Over six hundred Roman soldiers were staying at the Fortress Antonia and at Pilate’s palace (which once belonged to Herod the Great). Not recognizing that the true king of Israel and humanity stood before them, they mocked him as a pretend king. Roman soldiers were known for abusing and taunting prisoners; one ancient form of mockery was to dress someone as a king. Since soldiers wore red robes, they probably used a faded soldier’s cloak to imitate the purple robe of earlier Greek rulers. People venerating such rulers would kneel before them, as here. Military floggings often used bamboo canes, so the soldiers may have had one available they could use as a mock king’s sceptre. “Hail!” was the standard salute people gave to the Roman Emperor.
Spitting on a person was one of the most grievous insults a person could offer, and Jewish people considered the spittle of non-Jews particularly unclean. Romans stripped their captives naked–especially shameful for Palestinian Jews; then they hanged the convict publicly.
Normally the condemned person was to carry the horizontal beam (Latin patibulum) of the cross himself, out to the site where the upright stake (Latin palus) awaited him; but Jesus’ back had been too severely scourged beforehand for him to do this (27:26). Such scourgings often left the flesh of the person’s back hanging down in bloody strips, sometimes left his bones showing, and sometimes led to the person’s death from shock and blood loss. Thus the soldiers had to draft Simon of Cyrene to carry the crossbeam. Cyrene, a large city in what is now Libya in North Africa, had a large Jewish community (perhaps one quarter of the city) which no doubt included local converts. Like multitudes of foreign Jews and converts, Simon had come to Jerusalem for the feast. Roman soldiers could “impress” any person into service to carry things for them. Despite Jesus’ teaching in Matthew 16:24, the soldiers had to draft a bystander to do what Jesus’ disciples proved unwilling to do.
Crucifixion was the most shameful and painful form of execution known in the Roman world. Unable to privately excrete his wastes the dying person would excrete them publicly. Sometimes soldiers tied the condemned person to the cross; at other times they nailed them, as with Jesus. The dying man thus could not swat away insects attracted to his bloodied back or other wounds. Crucifixion victims sometimes took three days to finish dying.

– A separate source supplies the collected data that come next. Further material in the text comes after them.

impl PrivateLinkService {
    async fn create_update(
        &self,
        ctx: &ArmContext,
        id: &ResourceId,
        current: Option<&State>,
        attrs: &HashMap<String, Value>,
    ) -> ProviderResult<State> {
        let name = attrs.get_str("name").unwrap_or_default();
        let resource_group = attrs.get_str("resource_group_name").unwrap_or_default();
        let path = format_resource_id(
            ctx.subscription_id(),
            resource_group,
            "Microsoft.Network",
            &[("privateLinkServices", name)],
        );
        let description = format!(
            "Private Link Service {:?} (Resource Group {:?})",
            name, resource_group
        );

        validate_nat_ip_configuration(current.map(|s| &s.attributes), attrs)
            .map_err(ProviderError::validation)?;

        if current.is_none() {
            import_as_exists_check(ctx, self.type_name(), &path, API_VERSION).await?;
        }

        let verb = if current.is_none() { "creating" } else { "updating" };
        ctx.client
            .put_and_wait(&path, API_VERSION, &expand(attrs))
            .await
            .map_err(|e| e.with_context(format!("Error {} {}", verb, description)))?;

        log::debug!("Waiting for {} to become ready", description);
        let client = &ctx.client;
        let path_ref = path.as_str();
        StateChangeConf::new(["Pending", "Updating", "Creating"], ["Succeeded"], READY_TIMEOUT)
            .with_min_timeout(client.polling().state_min_timeout)
            .wait_for_state(|| async move {
                let body = client.get(path_ref, API_VERSION).await?;
                let state = body
                    .pointer("/properties/provisioningState")
                    .and_then(|v| v.as_str())
                    .filter(|s| !s.is_empty())
                    .unwrap_or("Pending")
                    .to_string();
                Ok::<_, ArmError>(Some((body, state)))
            })
            .await
            .map_err(|e| wait_error(e, format!("Error waiting for {} to complete", description)))?;

        let state = self.read(ctx, id, &path).await?;
        require_exists(state, &description)
    }
}
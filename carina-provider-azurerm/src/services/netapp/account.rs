use std::collections::HashMap;

use async_trait::async_trait;
use carina_provider_sdk::provider::ProviderResult;
use carina_provider_sdk::resource::{Attributes, ResourceId, State, Value};
use carina_provider_sdk::schema::{AttributeSchema, AttributeType, ResourceSchema, types};
use carina_provider_sdk::wait::StateChangeConf;
use serde_json::json;

use crate::azure::{
    self, expand_tags, flatten_tags, format_resource_id, normalize_location,
    parse_azure_resource_id, tags_schema,
};
use crate::client::ArmError;
use crate::resources::{ArmContext, ArmResource, import_as_exists_check};
use crate::services::{get_or_none, id_error, require_exists, wait_error};

const API_VERSION: &str = "2019-06-01";

const DEFAULT_ORGANIZATIONAL_UNIT: &str = "CN=Computers";

pub struct NetAppAccount;

fn active_directory_block() -> AttributeType {
    AttributeType::Block(vec![
        AttributeSchema::new(
            "dns_servers",
            AttributeType::List(Box::new(types::ipv4_address())),
        )
        .required()
        .with_min_items(1),
        AttributeSchema::new("domain", types::non_empty_string()).required(),
        AttributeSchema::new("smb_server_name", types::non_empty_string()).required(),
        AttributeSchema::new("username", types::non_empty_string()).required(),
        AttributeSchema::new("password", types::non_empty_string())
            .required()
            .sensitive(),
        AttributeSchema::new("organizational_unit", AttributeType::String)
            .with_default(Value::string(DEFAULT_ORGANIZATIONAL_UNIT)),
    ])
}

fn expand_active_directories(blocks: &[Value]) -> serde_json::Value {
    let items = blocks
        .iter()
        .filter_map(Value::as_map)
        .map(|ad| {
            json!({
                "dns": ad.get_string_list("dns_servers").join(","),
                "domain": ad.get_str("domain").unwrap_or_default(),
                "smbServerName": ad.get_str("smb_server_name").unwrap_or_default(),
                "username": ad.get_str("username").unwrap_or_default(),
                "password": ad.get_str("password").unwrap_or_default(),
                "organizationalUnit": ad
                    .get_str("organizational_unit")
                    .unwrap_or(DEFAULT_ORGANIZATIONAL_UNIT),
            })
        })
        .collect();
    serde_json::Value::Array(items)
}

/// The API never returns the password
fn flatten_active_directories(directories: Option<&serde_json::Value>) -> Value {
    let items = directories
        .and_then(serde_json::Value::as_array)
        .map(|arr| {
            arr.iter()
                .map(|ad| {
                    let field = |key: &str| ad.get(key).and_then(|v| v.as_str());
                    let mut block = HashMap::new();
                    let dns: Vec<String> = field("dns")
                        .map(|s| {
                            s.split(',')
                                .map(str::trim)
                                .filter(|s| !s.is_empty())
                                .map(str::to_string)
                                .collect()
                        })
                        .unwrap_or_default();
                    block.insert("dns_servers".to_string(), Value::string_list(dns));
                    for (attr, key) in [
                        ("domain", "domain"),
                        ("smb_server_name", "smbServerName"),
                        ("username", "username"),
                        ("organizational_unit", "organizationalUnit"),
                    ] {
                        if let Some(v) = field(key) {
                            block.insert(attr.to_string(), Value::string(v));
                        }
                    }
                    Value::Map(block)
                })
                .collect()
        })
        .unwrap_or_default();
    Value::List(items)
}

/// Copy configured passwords into the read state, block by block
fn keep_passwords(state: &mut State, desired: &HashMap<String, Value>) {
    let passwords: Vec<Option<&Value>> = desired
        .get_list("active_directory")
        .iter()
        .map(|b| b.as_map().and_then(|m| m.get("password")))
        .collect();

    if let Some(Value::List(blocks)) = state.attributes.get_mut("active_directory") {
        for (block, password) in blocks.iter_mut().zip(passwords) {
            if let (Value::Map(block), Some(password)) = (block, password) {
                block.insert("password".to_string(), password.clone());
            }
        }
    }
}

fn expand(attrs: &HashMap<String, Value>) -> serde_json::Value {
    json!({
        "location": attrs.get_str("location").unwrap_or_default(),
        "tags": expand_tags(attrs),
        "properties": {
            "activeDirectories": expand_active_directories(attrs.get_list("active_directory")),
        },
    })
}

fn flatten(body: &serde_json::Value, name: &str, resource_group: &str) -> HashMap<String, Value> {
    let mut attrs = HashMap::new();
    attrs.insert(
        "name".to_string(),
        Value::string(body.get("name").and_then(|v| v.as_str()).unwrap_or(name)),
    );
    attrs.insert("resource_group_name".to_string(), Value::string(resource_group));
    if let Some(location) = body.get("location").and_then(|v| v.as_str()) {
        attrs.insert(
            "location".to_string(),
            Value::string(normalize_location(location)),
        );
    }
    attrs.insert(
        "active_directory".to_string(),
        flatten_active_directories(body.pointer("/properties/activeDirectories")),
    );
    attrs.insert("tags".to_string(), flatten_tags(body.get("tags")));
    attrs
}

impl NetAppAccount {
    async fn put(
        &self,
        ctx: &ArmContext,
        id: &ResourceId,
        path: &str,
        attrs: &HashMap<String, Value>,
        action: &str,
    ) -> ProviderResult<State> {
        let name = attrs.get_str("name").unwrap_or_default();
        let resource_group = attrs.get_str("resource_group_name").unwrap_or_default();

        ctx.client
            .put_and_wait(path, API_VERSION, &expand(attrs))
            .await
            .map_err(|e| {
                e.with_context(format!(
                    "Error {} NetApp Account {:?} (Resource Group {:?})",
                    action, name, resource_group
                ))
            })?;

        let mut state = require_exists(
            self.read(ctx, id, path).await?,
            &format!("NetApp Account {:?}", name),
        )?;
        keep_passwords(&mut state, attrs);
        Ok(state)
    }
}

#[async_trait]
impl ArmResource for NetAppAccount {
    fn type_name(&self) -> &'static str {
        "azurerm_netapp_account"
    }

    fn schema(&self) -> ResourceSchema {
        ResourceSchema::new(self.type_name())
            .with_description("An Azure NetApp Files account.")
            .attribute(
                AttributeSchema::new("name", azure::validate::netapp_account_name())
                    .required()
                    .force_new(),
            )
            .attribute(azure::schema::resource_group_name_schema())
            .attribute(azure::schema::location_schema())
            .attribute(
                AttributeSchema::new("active_directory", active_directory_block())
                    .with_max_items(1),
            )
            .attribute(tags_schema())
    }

    async fn create(
        &self,
        ctx: &ArmContext,
        id: &ResourceId,
        attrs: &HashMap<String, Value>,
    ) -> ProviderResult<State> {
        let name = attrs.get_str("name").unwrap_or_default();
        let resource_group = attrs.get_str("resource_group_name").unwrap_or_default();
        let path = format_resource_id(
            ctx.subscription_id(),
            resource_group,
            "Microsoft.NetApp",
            &[("netAppAccounts", name)],
        );

        import_as_exists_check(ctx, self.type_name(), &path, API_VERSION).await?;
        self.put(ctx, id, &path, attrs, "creating").await
    }

    async fn read(
        &self,
        ctx: &ArmContext,
        id: &ResourceId,
        identifier: &str,
    ) -> ProviderResult<State> {
        let mut parsed = parse_azure_resource_id(identifier).map_err(id_error)?;
        let name = parsed.pop_segment("netAppAccounts").map_err(id_error)?;

        let body = get_or_none(&ctx.client, identifier, API_VERSION)
            .await
            .map_err(|e| {
                e.with_context(format!(
                    "Error reading NetApp Account {:?} (Resource Group {:?})",
                    name, parsed.resource_group
                ))
            })?;
        let Some(body) = body else {
            return Ok(State::not_found(id.clone()));
        };

        Ok(
            State::existing(id.clone(), flatten(&body, &name, &parsed.resource_group))
                .with_identifier(identifier),
        )
    }

    async fn update(
        &self,
        ctx: &ArmContext,
        id: &ResourceId,
        identifier: &str,
        _from: &State,
        to: &HashMap<String, Value>,
    ) -> ProviderResult<State> {
        self.put(ctx, id, identifier, to, "updating").await
    }

    async fn delete(
        &self,
        ctx: &ArmContext,
        _id: &ResourceId,
        identifier: &str,
    ) -> ProviderResult<()> {
        let mut parsed = parse_azure_resource_id(identifier).map_err(id_error)?;
        let name = parsed.pop_segment("netAppAccounts").map_err(id_error)?;
        let description = format!(
            "NetApp Account {:?} (Resource Group {:?})",
            name, parsed.resource_group
        );

        match ctx.client.delete_and_wait(identifier, API_VERSION).await {
            Ok(()) => {}
            Err(e) if e.is_not_found() => return Ok(()),
            Err(e) => return Err(e.with_context(format!("Error deleting {}", description))),
        }

        // The account lingers for a while after the operation completes
        log::debug!("Waiting for {} to be deleted", description);
        let client = &ctx.client;
        StateChangeConf::new(["200"], ["404"], self.timeouts().delete)
            .with_min_timeout(client.polling().state_min_timeout)
            .wait_for_state(|| async move {
                match client.get(identifier, API_VERSION).await {
                    Ok(_) => Ok(Some(((), "200".to_string()))),
                    Err(e) if e.is_not_found() => Ok(Some(((), "404".to_string()))),
                    Err(e) => Err::<_, ArmError>(e),
                }
            })
            .await
            .map_err(|e| wait_error(e, format!("Error waiting for {} to be deleted", description)))
    }
}

#[cfg(test)]
mod tests {
    use super::*;

    fn directory() -> HashMap<String, Value> {
        let mut ad = HashMap::new();
        ad.insert(
            "dns_servers".to_string(),
            Value::string_list(["1.2.3.4", "1.2.3.5"]),
        );
        ad.insert("domain".to_string(), Value::string("westcentralus.com"));
        ad.insert("smb_server_name".to_string(), Value::string("SMBSERVER"));
        ad.insert("username".to_string(), Value::string("aduser"));
        ad.insert("password".to_string(), Value::string("aduserpwd"));
        ad
    }

    #[test]
    fn expand_joins_dns_servers_and_defaults_ou() {
        let expanded = expand_active_directories(&[Value::Map(directory())]);
        assert_eq!(expanded[0]["dns"], "1.2.3.4,1.2.3.5");
        assert_eq!(expanded[0]["organizationalUnit"], "CN=Computers");
        assert_eq!(expanded[0]["password"], "aduserpwd");
    }

    #[test]
    fn schema_fills_default_organizational_unit() {
        let mut attrs = HashMap::new();
        attrs.insert(
            "active_directory".to_string(),
            Value::List(vec![Value::Map(directory())]),
        );
        NetAppAccount.schema().prepare(&mut attrs);
        let ad = attrs.get_list("active_directory")[0].as_map().unwrap();
        assert_eq!(ad.get_str("organizational_unit"), Some("CN=Computers"));
    }

    #[test]
    fn read_keeps_configured_password() {
        let body = json!({
            "name": "acctest-NetAppAccount",
            "location": "westcentralus",
            "properties": {
                "activeDirectories": [{
                    "dns": "1.2.3.4, 1.2.3.5",
                    "domain": "westcentralus.com",
                    "smbServerName": "SMBSERVER",
                    "username": "aduser",
                    "organizationalUnit": "OU=FirstLevel"
                }]
            }
        });
        let mut state = State::existing(
            ResourceId::new("azurerm_netapp_account", "test"),
            flatten(&body, "acctest-NetAppAccount", "rg"),
        );
        let ad = state.attributes.get_list("active_directory")[0].as_map().unwrap();
        assert_eq!(ad.get_string_list("dns_servers"), vec!["1.2.3.4", "1.2.3.5"]);
        assert!(ad.get_str("password").is_none());

        let mut desired = HashMap::new();
        desired.insert(
            "active_directory".to_string(),
            Value::List(vec![Value::Map(directory())]),
        );
        keep_passwords(&mut state, &desired);
        let ad = state.attributes.get_list("active_directory")[0].as_map().unwrap();
        assert_eq!(ad.get_str("password"), Some("aduserpwd"));
        assert_eq!(ad.get_str("organizational_unit"), Some("OU=FirstLevel"));
    }
}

The women of Jerusalem prepared a pain-killing potion of drugged wine for condemned men to drink; Jesus refused it (cf. 26:29). The myrrh-mixed wine of Mark 15:23, a delicacy and possibly an external pain reliever, becomes wine mixed with gall in Matthew; cf. Ps. 69:21 and the similarity between the Aramaic word for “myrrh” and Hebrew for “gall.” Even without myrrh, wine itself was a painkiller (Prov 31:6-7). But Jesus refused it. Though we forsook him and fled when he needed us most, he came to bear our pain, and chose to bear it in full measure. Such is God’s love for us all.